Collected data:
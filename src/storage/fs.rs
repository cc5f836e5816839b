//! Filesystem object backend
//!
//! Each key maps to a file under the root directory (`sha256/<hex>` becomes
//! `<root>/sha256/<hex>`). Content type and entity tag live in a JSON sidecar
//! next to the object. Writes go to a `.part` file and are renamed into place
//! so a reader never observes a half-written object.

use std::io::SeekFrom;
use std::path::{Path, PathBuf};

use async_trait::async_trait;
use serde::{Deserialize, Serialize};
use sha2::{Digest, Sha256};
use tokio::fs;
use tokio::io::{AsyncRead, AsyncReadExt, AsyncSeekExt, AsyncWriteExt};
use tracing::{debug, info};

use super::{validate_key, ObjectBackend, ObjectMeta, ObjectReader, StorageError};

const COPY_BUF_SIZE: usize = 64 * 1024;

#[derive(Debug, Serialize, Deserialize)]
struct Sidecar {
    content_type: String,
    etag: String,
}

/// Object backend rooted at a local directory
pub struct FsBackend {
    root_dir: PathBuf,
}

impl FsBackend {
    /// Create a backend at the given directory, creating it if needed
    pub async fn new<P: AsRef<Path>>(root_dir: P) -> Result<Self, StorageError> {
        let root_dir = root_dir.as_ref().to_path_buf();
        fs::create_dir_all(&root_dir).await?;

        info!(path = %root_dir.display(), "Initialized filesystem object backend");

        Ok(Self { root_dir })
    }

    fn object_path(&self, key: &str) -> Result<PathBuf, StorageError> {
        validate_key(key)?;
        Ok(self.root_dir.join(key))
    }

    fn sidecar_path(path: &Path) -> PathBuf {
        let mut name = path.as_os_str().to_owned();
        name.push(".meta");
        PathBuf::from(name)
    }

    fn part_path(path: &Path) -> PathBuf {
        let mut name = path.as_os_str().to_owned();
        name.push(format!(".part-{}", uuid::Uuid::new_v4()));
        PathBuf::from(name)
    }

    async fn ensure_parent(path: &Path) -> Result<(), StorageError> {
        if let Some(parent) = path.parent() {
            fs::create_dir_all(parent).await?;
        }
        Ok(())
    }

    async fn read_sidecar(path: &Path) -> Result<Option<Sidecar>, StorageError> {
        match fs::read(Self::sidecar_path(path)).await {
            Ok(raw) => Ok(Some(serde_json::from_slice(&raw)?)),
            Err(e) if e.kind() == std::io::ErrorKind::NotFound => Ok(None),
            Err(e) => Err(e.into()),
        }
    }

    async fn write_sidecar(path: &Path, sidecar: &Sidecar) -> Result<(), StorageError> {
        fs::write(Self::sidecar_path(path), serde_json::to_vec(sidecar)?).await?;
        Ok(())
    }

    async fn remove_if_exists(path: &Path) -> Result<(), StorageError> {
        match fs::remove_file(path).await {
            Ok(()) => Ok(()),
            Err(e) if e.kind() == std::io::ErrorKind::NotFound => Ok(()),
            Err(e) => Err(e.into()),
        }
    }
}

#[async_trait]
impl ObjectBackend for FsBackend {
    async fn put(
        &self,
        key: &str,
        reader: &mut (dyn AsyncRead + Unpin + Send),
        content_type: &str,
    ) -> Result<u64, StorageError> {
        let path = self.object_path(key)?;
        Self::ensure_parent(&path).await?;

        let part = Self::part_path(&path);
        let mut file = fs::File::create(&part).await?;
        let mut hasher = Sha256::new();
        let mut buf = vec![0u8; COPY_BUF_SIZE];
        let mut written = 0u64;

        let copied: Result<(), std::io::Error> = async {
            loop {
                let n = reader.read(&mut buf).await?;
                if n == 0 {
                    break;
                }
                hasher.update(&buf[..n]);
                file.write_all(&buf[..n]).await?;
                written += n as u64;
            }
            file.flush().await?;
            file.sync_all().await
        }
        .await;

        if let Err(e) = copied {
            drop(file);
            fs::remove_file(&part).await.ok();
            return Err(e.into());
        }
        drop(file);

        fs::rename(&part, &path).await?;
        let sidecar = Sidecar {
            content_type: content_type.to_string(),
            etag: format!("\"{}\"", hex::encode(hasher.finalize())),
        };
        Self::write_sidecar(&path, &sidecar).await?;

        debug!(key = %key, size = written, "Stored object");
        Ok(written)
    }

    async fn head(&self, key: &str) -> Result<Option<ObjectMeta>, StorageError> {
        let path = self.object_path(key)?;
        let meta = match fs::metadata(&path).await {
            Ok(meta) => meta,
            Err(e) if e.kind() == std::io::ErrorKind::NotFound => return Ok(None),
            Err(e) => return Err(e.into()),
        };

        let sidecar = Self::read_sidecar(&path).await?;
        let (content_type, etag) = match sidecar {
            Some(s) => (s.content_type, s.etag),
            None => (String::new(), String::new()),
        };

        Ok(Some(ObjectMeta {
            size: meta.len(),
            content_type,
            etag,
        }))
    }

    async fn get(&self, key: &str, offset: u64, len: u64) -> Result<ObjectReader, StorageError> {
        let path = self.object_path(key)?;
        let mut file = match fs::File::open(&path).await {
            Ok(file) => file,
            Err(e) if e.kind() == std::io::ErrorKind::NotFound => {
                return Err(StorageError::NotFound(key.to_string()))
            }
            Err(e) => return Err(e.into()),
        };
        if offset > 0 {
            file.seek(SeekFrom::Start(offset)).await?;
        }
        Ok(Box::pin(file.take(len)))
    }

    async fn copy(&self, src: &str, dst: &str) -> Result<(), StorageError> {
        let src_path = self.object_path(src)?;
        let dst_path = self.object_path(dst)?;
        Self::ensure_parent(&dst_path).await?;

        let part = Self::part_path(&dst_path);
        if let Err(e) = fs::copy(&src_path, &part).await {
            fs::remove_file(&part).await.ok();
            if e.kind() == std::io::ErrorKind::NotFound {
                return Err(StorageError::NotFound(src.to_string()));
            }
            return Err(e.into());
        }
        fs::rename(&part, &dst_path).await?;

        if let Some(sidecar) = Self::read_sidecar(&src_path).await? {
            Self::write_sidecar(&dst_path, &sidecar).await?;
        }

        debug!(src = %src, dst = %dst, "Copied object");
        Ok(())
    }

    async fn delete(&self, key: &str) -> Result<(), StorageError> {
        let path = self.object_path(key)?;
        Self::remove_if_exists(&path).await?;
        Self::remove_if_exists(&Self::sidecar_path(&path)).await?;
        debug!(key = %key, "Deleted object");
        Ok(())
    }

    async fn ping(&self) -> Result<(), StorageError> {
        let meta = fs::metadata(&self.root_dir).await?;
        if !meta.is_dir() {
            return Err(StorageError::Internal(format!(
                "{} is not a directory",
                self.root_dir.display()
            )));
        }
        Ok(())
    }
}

• **WHAT TO WORK ON**:
The full set of entries must be restated exactly, with none omitted.

• **SOLUTION**:
filename src/storage/fs.rs
repository cc5f836e5816839b
//! Filesystem object backend
//!
//! Each key maps to a file under the root directory (`sha256/<hex>` becomes
//! `<root>/sha256/<hex>`). Content type and entity tag live in a JSON sidecar
//! next to the object. Writes go to a `.part` file and are renamed into place
//! so a reader never observes a half-written object.

use std::io::SeekFrom;
use std::path::{Path, PathBuf};

use async_trait::async_trait;
use serde::{Deserialize, Serialize};
use sha2::{Digest, Sha256};
use tokio::fs;
use tokio::io::{AsyncRead, AsyncReadExt, AsyncSeekExt, AsyncWriteExt};
use tracing::{debug, info};

use super::{validate_key, ObjectBackend, ObjectMeta, ObjectReader, StorageError};

const COPY_BUF_SIZE: usize = 64 * 1024;

#[derive(Debug, Serialize, Deserialize)]
struct Sidecar {
    content_type: String,
    etag: String,
}

/// Object backend rooted at a local directory
pub struct FsBackend {
    root_dir: PathBuf,
}

impl FsBackend {
    /// Create a backend at the given directory, creating it if needed
    pub async fn new<P: AsRef<Path>>(root_dir: P) -> Result<Self, StorageError> {
        let root_dir = root_dir.as_ref().to_path_buf();
        fs::create_dir_all(&root_dir).await?;

        info!(path = %root_dir.display(), "Initialized filesystem object backend");

        Ok(Self { root_dir })
    }

    fn object_path(&self, key: &str) -> Result<PathBuf, StorageError> {
        validate_key(key)?;
        Ok(self.root_dir.join(key))
    }

    fn sidecar_path(path: &Path) -> PathBuf {
        let mut name = path.as_os_str().to_owned();
        name.push(".meta");
        PathBuf::from(name)
    }

    fn part_path(path: &Path) -> PathBuf {
        let mut name = path.as_os_str().to_owned();
        name.push(format!(".part-{}", uuid::Uuid::new_v4()));
        PathBuf::from(name)
    }

    async fn ensure_parent(path: &Path) -> Result<(), StorageError> {
        if let Some(parent) = path.parent() {
            fs::create_dir_all(parent).await?;
        }
        Ok(())
    }

    async fn read_sidecar(path: &Path) -> Result<Option<Sidecar>, StorageError> {
        match fs::read(Self::sidecar_path(path)).await {
            Ok(raw) => Ok(Some(serde_json::from_slice(&raw)?)),
            Err(e) if e.kind() == std::io::ErrorKind::NotFound => Ok(None),
            Err(e) => Err(e.into()),
        }
    }

    async fn write_sidecar(path: &Path, sidecar: &Sidecar) -> Result<(), StorageError> {
        fs::write(Self::sidecar_path(path), serde_json::to_vec(sidecar)?).await?;
        Ok(())
    }

    async fn remove_if_exists(path: &Path) -> Result<(), StorageError> {
        match fs::remove_file(path).await {
            Ok(()) => Ok(()),
            Err(e) if e.kind() == std::io::ErrorKind::NotFound => Ok(()),
            Err(e) => Err(e.into()),
        }
    }
}

#[async_trait]
impl ObjectBackend for FsBackend {
    async fn put(
        &self,
        key: &str,
        reader: &mut (dyn AsyncRead + Unpin + Send),
        content_type: &str,
    ) -> Result<u64, StorageError> {
        let path = self.object_path(key)?;
        Self::ensure_parent(&path).await?;

        let part = Self::part_path(&path);
        let mut file = fs::File::create(&part).await?;
        let mut hasher = Sha256::new();
        let mut buf = vec![0u8; COPY_BUF_SIZE];
        let mut written = 0u64;

        let copied: Result<(), std::io::Error> = async {
            loop {
                let n = reader.read(&mut buf).await?;
                if n == 0 {
                    break;
                }
                hasher.update(&buf[..n]);
                file.write_all(&buf[..n]).await?;
                written += n as u64;
            }
            file.flush().await?;
            file.sync_all().await
        }
        .await;

        if let Err(e) = copied {
            drop(file);
            fs::remove_file(&part).await.ok();
            return Err(e.into());
        }
        drop(file);

        fs::rename(&part, &path).await?;
        let sidecar = Sidecar {
            content_type: content_type.to_string(),
            etag: format!("\"{}\"", hex::encode(hasher.finalize())),
        };
        Self::write_sidecar(&path, &sidecar).await?;

        debug!(key = %key, size = written, "Stored object");
        Ok(written)
    }

    async fn head(&self, key: &str) -> Result<Option<ObjectMeta>, StorageError> {
        let path = self.object_path(key)?;
        let meta = match fs::metadata(&path).await {
            Ok(meta) => meta,
            Err(e) if e.kind() == std::io::ErrorKind::NotFound => return Ok(None),
            Err(e) => return Err(e.into()),
        };

        let sidecar = Self::read_sidecar(&path).await?;
        let (content_type, etag) = match sidecar {
            Some(s) => (s.content_type, s.etag),
            None => (String::new(), String::new()),
        };

        Ok(Some(ObjectMeta {
            size: meta.len(),
            content_type,
            etag,
        }))
    }

    async fn get(&self, key: &str, offset: u64, len: u64) -> Result<ObjectReader, StorageError> {
        let path = self.object_path(key)?;
        let mut file = match fs::File::open(&path).await {
            Ok(file) => file,
            Err(e) if e.kind() == std::io::ErrorKind::NotFound => {
                return Err(StorageError::NotFound(key.to_string()))
            }
            Err(e) => return Err(e.into()),
        };
        if offset > 0 {
            file.seek(SeekFrom::Start(offset)).await?;
        }
        Ok(Box::pin(file.take(len)))
    }

    async fn copy(&self, src: &str, dst: &str) -> Result<(), StorageError> {
        let src_path = self.object_path(src)?;
        let dst_path = self.object_path(dst)?;
        Self::ensure_parent(&dst_path).await?;

        let part = Self::part_path(&dst_path);
        if let Err(e) = fs::copy(&src_path, &part).await {
            fs::remove_file(&part).await.ok();
            if e.kind() == std::io::ErrorKind::NotFound {
                return Err(StorageError::NotFound(src.to_string()));
            }
            return Err(e.into());
        }
        fs::rename(&part, &dst_path).await?;

        if let Some(sidecar) = Self::read_sidecar(&src_path).await? {
            Self::write_sidecar(&dst_path, &sidecar).await?;
        }

        debug!(src = %src, dst = %dst, "Copied object");
        Ok(())
    }

    async fn delete(&self, key: &str) -> Result<(), StorageError> {
        let path = self.object_path(key)?;
        Self::remove_if_exists(&path).await?;
        Self::remove_if_exists(&Self::sidecar_path(&path)).await?;
        debug!(key = %key, "Deleted object");
        Ok(())
    }

    async fn ping(&self) -> Result<(), StorageError> {
        let meta = fs::metadata(&self.root_dir).await?;
        if !meta.is_dir() {
            return Err(StorageError::Internal(format!(
                "{} is not a directory",
                self.root_dir.display()
            )));
        }
        Ok(())
    }
}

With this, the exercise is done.